Interestingly, the Septuagint reading of Deuteronomy 32:8-9 becomes the prooftext for the Apostate Emperor Julian’s rejection of Christ because of the clear differentiation there made between Israel and the other nations in his treatise “Against the Galileans”.[5] And by the time of Jerome’s translation of the Vulgate, we can seem to track when the alternative reading crept into the Hebrew by the fact that it possesses the corrupted reading.[6]
The Missing Element
One thing that seems to be missing from these discussions is the question of how the texts were preserved.
They weren’t preserved by engraving them on stone or by being hermetically sealed in a vault. The texts of Scripture were in active use from the time that they were first published. In fact, there’s reason to recognize this fact in the manuscript tradition by the discovery of incomplete copies.
The Book of Jeremiah is an interesting example because it is preserved in two different ways: a shorter version and a longer version. Why are there two versions? Because the longer version of the book records the destruction of part of Jeremiah’s prophecy, which had to be rewritten. The shorter version is the part that survived the destruction and began to be copied to be supplemented by the “revised and expanded” edition that appeared later. The existence of the latter doesn’t invalidate the existence of the former, nor vice versa. In fact they support one another by demonstrating that the biblical authors accepted that an incomplete work was just as necessary as a complete one.
Another example that can be cited is in the prologue of Luke’s gospel when he tells his readers that “many have undertaken to compile a narrative of the things that have been accomplished among us”. How many is “many”? Did some of these “attempts” become the sources for Luke, or Mark, or Matthew? Are Matthew and Mark among them? These are questions that we don’t have any answers to because there are unknown factors: did they not have the funds to purchase the materials; did they not have the requisite rhetorical skills; were they just not good storytellers, etc, etc.

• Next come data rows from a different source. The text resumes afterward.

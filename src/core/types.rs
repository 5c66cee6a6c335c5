//! Core type definitions used throughout the codebase

use derive_more::Display;
use serde::{Deserialize, Serialize};

use crate::core::arena::{ArenaKey, Handle};

/// Simulation clock, in whole minutes since scenario start
pub type Minute = u64;

pub const MINUTES_PER_DAY: Minute = 24 * 60;

/// Handle to a deployed detachment
#[derive(Debug, Display, Clone, Copy, PartialEq, Eq, Hash, PartialOrd, Ord, Serialize, Deserialize)]
#[display(fmt = "detachment {}", _0)]
pub struct DetachmentId(pub Handle);

impl DetachmentId {
    /// Placeholder for a detachment not yet added to a theater
    pub const UNASSIGNED: Self = Self(Handle {
        index: u32::MAX,
        generation: 0,
    });
}

impl ArenaKey for DetachmentId {
    fn from_handle(handle: Handle) -> Self {
        Self(handle)
    }
    fn handle(&self) -> Handle {
        self.0
    }
}

/// Handle to a live combat
#[derive(Debug, Display, Clone, Copy, PartialEq, Eq, Hash, PartialOrd, Ord, Serialize, Deserialize)]
#[display(fmt = "combat {}", _0)]
pub struct CombatId(pub Handle);

impl ArenaKey for CombatId {
    fn from_handle(handle: Handle) -> Self {
        Self(handle)
    }
    fn handle(&self) -> Handle {
        self.0
    }
}

/// Handle to a queued event (monotonic sequence number)
#[derive(Debug, Display, Clone, Copy, PartialEq, Eq, Hash, PartialOrd, Ord, Serialize, Deserialize)]
#[display(fmt = "event #{}", _0)]
pub struct EventId(pub u64);

/// Owning player / alliance. Detachments of different forces are hostile.
#[derive(Debug, Display, Clone, Copy, PartialEq, Eq, Hash, Serialize, Deserialize)]
#[display(fmt = "force {}", _0)]
pub struct ForceId(pub u8);

impl ForceId {
    pub fn opposes(&self, other: ForceId) -> bool {
        self.0 != other.0
    }
}

/// Which roster of a combat
#[derive(Debug, Clone, Copy, PartialEq, Eq, Hash, Serialize, Deserialize)]
pub enum Side {
    Attacker,
    Defender,
}

impl Side {
    pub fn opponent(&self) -> Side {
        match self {
            Side::Attacker => Side::Defender,
            Side::Defender => Side::Attacker,
        }
    }
}

#[cfg(test)]
mod tests {
    use super::*;

    #[test]
    fn test_force_opposition() {
        assert!(ForceId(1).opposes(ForceId(2)));
        assert!(!ForceId(1).opposes(ForceId(1)));
    }

    #[test]
    fn test_side_opponent() {
        assert_eq!(Side::Attacker.opponent(), Side::Defender);
        assert_eq!(Side::Defender.opponent(), Side::Attacker);
    }

    #[test]
    fn test_id_display() {
        let id = CombatId(Handle::new(3, 1));
        assert_eq!(id.to_string(), "combat 3v1");
        assert_eq!(EventId(7).to_string(), "event #7");
    }
}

Luke’s mention of these “attempts” could be just rhetorical flourish or it could represent a genuine reality: the life of Jesus was so impactful that everyone who could attempted to record it but through the process of preservation only four survived. Glory to God, amen.
Part of that preservation included the copying of those texts for distribution. And the copying process wasn’t as efficient as closing the lid on the copier, punching in the desired number and hitting “start”, it was manual, hand-copying, sometimes letter-by-letter. And sometimes, by means of an imperfect process, a variety of “goofs” crept into the text. How many were intentional? How many unintentional? Is Mark 16:9-20 one of those “goofs”?
A Little Textual Healing
We have to recognize that Mark 16:9-20 is one among many endings to Mark’s gospel. Indeed, it is one of the better attested endings, but it is still just one among others. As the screenshot below illustrates there is, in some manuscripts, an additional line of text between v8 and v9. The fact that there is such a wide distribution of readings and no real consistency across the textual tradition is evidence that the various readings demonstrate their lack of authenticity.[7]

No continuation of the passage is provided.